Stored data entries
-- Opening Marker --

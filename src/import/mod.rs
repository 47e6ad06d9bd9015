pub mod importer;
pub mod symbol;
pub mod upload;

pub use importer::{parse_trades_export, parse_trades_export_file, ImportBatch, TradeCandidate};
pub use symbol::{is_option_symbol, parse_option_symbol, ParsedSymbol};
pub use upload::{upload_candidates, UploadProgress, UploadReport};

use thiserror::Error;

#[derive(Error, Debug)]
pub enum ImportError {
    #[error("Unrecognized option symbol: {symbol}")]
    Format { symbol: String },

    #[error("No header row containing Symbol, Basis/Share and Proceeds/Share columns")]
    HeaderNotFound,

    #[error("Malformed row: {0}")]
    Row(String),

    #[error("Failed to read export file: {0}")]
    Io(#[from] std::io::Error),
}
pub mod aggregator;
pub mod metrics;

pub use aggregator::{build_dashboard, DashboardAnalytics};
pub use metrics::{
    classify_time_of_day, drawdown, options_pnl, risk_reward_ratio, sharpe_ratio, streaks,
    trade_streaks, DrawdownStats, Streak, StreakAnalysis, StreakKind,
};
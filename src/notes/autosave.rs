//! Trailing-debounce auto-save for free-text notes. Each edit cancels
//! the previous timer and arms a new one, so only the last value in a
//! burst is persisted; teardown aborts whatever is pending so nothing
//! saves after disposal.

use std::sync::Arc;
use std::time::Duration;

use async_trait::async_trait;
use tokio::sync::Mutex;
use tokio::task::JoinHandle;

use crate::api::ApiError;

/// Quiescence window before a pending note value is persisted.
pub const DEFAULT_AUTOSAVE_DELAY: Duration = Duration::from_millis(1500);

/// Destination for auto-saved note text.
#[async_trait]
pub trait NoteSink: Send + Sync + 'static {
    async fn persist(&self, text: String) -> Result<(), ApiError>;
}

/// Debounced saver over a [`NoteSink`].
pub struct NoteAutoSaver {
    sink: Arc<dyn NoteSink>,
    delay: Duration,
    pending: Mutex<Option<JoinHandle<()>>>,
}

impl NoteAutoSaver {
    pub fn new(sink: Arc<dyn NoteSink>, delay: Duration) -> Self {
        Self {
            sink,
            delay,
            pending: Mutex::new(None),
        }
    }

    /// Record a new value: cancel any armed timer and start the window over.
    pub async fn note_changed(&self, text: String) {
        let mut pending = self.pending.lock().await;
        if let Some(handle) = pending.take() {
            handle.abort();
        }

        let sink = Arc::clone(&self.sink);
        let delay = self.delay;
        *pending = Some(tokio::spawn(async move {
            tokio::time::sleep(delay).await;
            if let Err(e) = sink.persist(text).await {
                log::warn!("note auto-save failed: {}", e);
            }
        }));
    }

    /// Persist immediately, cancelling any armed timer first.
    pub async fn flush(&self, text: String) -> Result<(), ApiError> {
        self.cancel().await;
        self.sink.persist(text).await
    }

    /// Cancel any pending save. Called on view teardown.
    pub async fn shutdown(&self) {
        self.cancel().await;
    }

    async fn cancel(&self) {
        if let Some(handle) = self.pending.lock().await.take() {
            handle.abort();
        }
    }
}

impl Drop for NoteAutoSaver {
    fn drop(&mut self) {
        // Cannot await in Drop; abort the timer task directly.
        if let Some(handle) = self.pending.get_mut().take() {
            handle.abort();
        }
    }
}

#[cfg(test)]
mod tests {
    use super::*;

    #[derive(Default)]
    struct RecordingSink {
        saved: std::sync::Mutex<Vec<String>>,
    }

    #[async_trait]
    impl NoteSink for RecordingSink {
        async fn persist(&self, text: String) -> Result<(), ApiError> {
            self.saved.lock().unwrap().push(text);
            Ok(())
        }
    }

    #[tokio::test(start_paused = true)]
    async fn burst_of_edits_saves_only_the_last_value() {
        let sink = Arc::new(RecordingSink::default());
        let saver = NoteAutoSaver::new(sink.clone(), Duration::from_millis(500));

        saver.note_changed("f".into()).await;
        saver.note_changed("fu".into()).await;
        saver.note_changed("futures red".into()).await;

        tokio::time::sleep(Duration::from_millis(1000)).await;

        assert_eq!(*sink.saved.lock().unwrap(), vec!["futures red".to_string()]);
    }

    #[tokio::test(start_paused = true)]
    async fn edit_resets_the_window() {
        let sink = Arc::new(RecordingSink::default());
        let saver = NoteAutoSaver::new(sink.clone(), Duration::from_millis(500));

        saver.note_changed("first".into()).await;
        tokio::time::sleep(Duration::from_millis(300)).await;
        assert!(sink.saved.lock().unwrap().is_empty());

        saver.note_changed("second".into()).await;
        tokio::time::sleep(Duration::from_millis(300)).await;
        // first timer was cancelled, second has not elapsed yet
        assert!(sink.saved.lock().unwrap().is_empty());

        tokio::time::sleep(Duration::from_millis(300)).await;
        assert_eq!(*sink.saved.lock().unwrap(), vec!["second".to_string()]);
    }

    #[tokio::test(start_paused = true)]
    async fn shutdown_cancels_pending_save() {
        let sink = Arc::new(RecordingSink::default());
        let saver = NoteAutoSaver::new(sink.clone(), Duration::from_millis(500));

        saver.note_changed("never saved".into()).await;
        saver.shutdown().await;

        tokio::time::sleep(Duration::from_millis(1000)).await;
        assert!(sink.saved.lock().unwrap().is_empty());
    }

    #[tokio::test(start_paused = true)]
    async fn flush_saves_immediately() {
        let sink = Arc::new(RecordingSink::default());
        let saver = NoteAutoSaver::new(sink.clone(), Duration::from_millis(500));

        saver.note_changed("stale".into()).await;
        saver.flush("final".into()).await.unwrap();

        tokio::time::sleep(Duration::from_millis(1000)).await;
        assert_eq!(*sink.saved.lock().unwrap(), vec!["final".to_string()]);
    }
}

-- Closing Marker --

— TO DO —
How many lines of the data above include the word "text"? Only that number should be returned.

— WRITTEN ANSWER —
9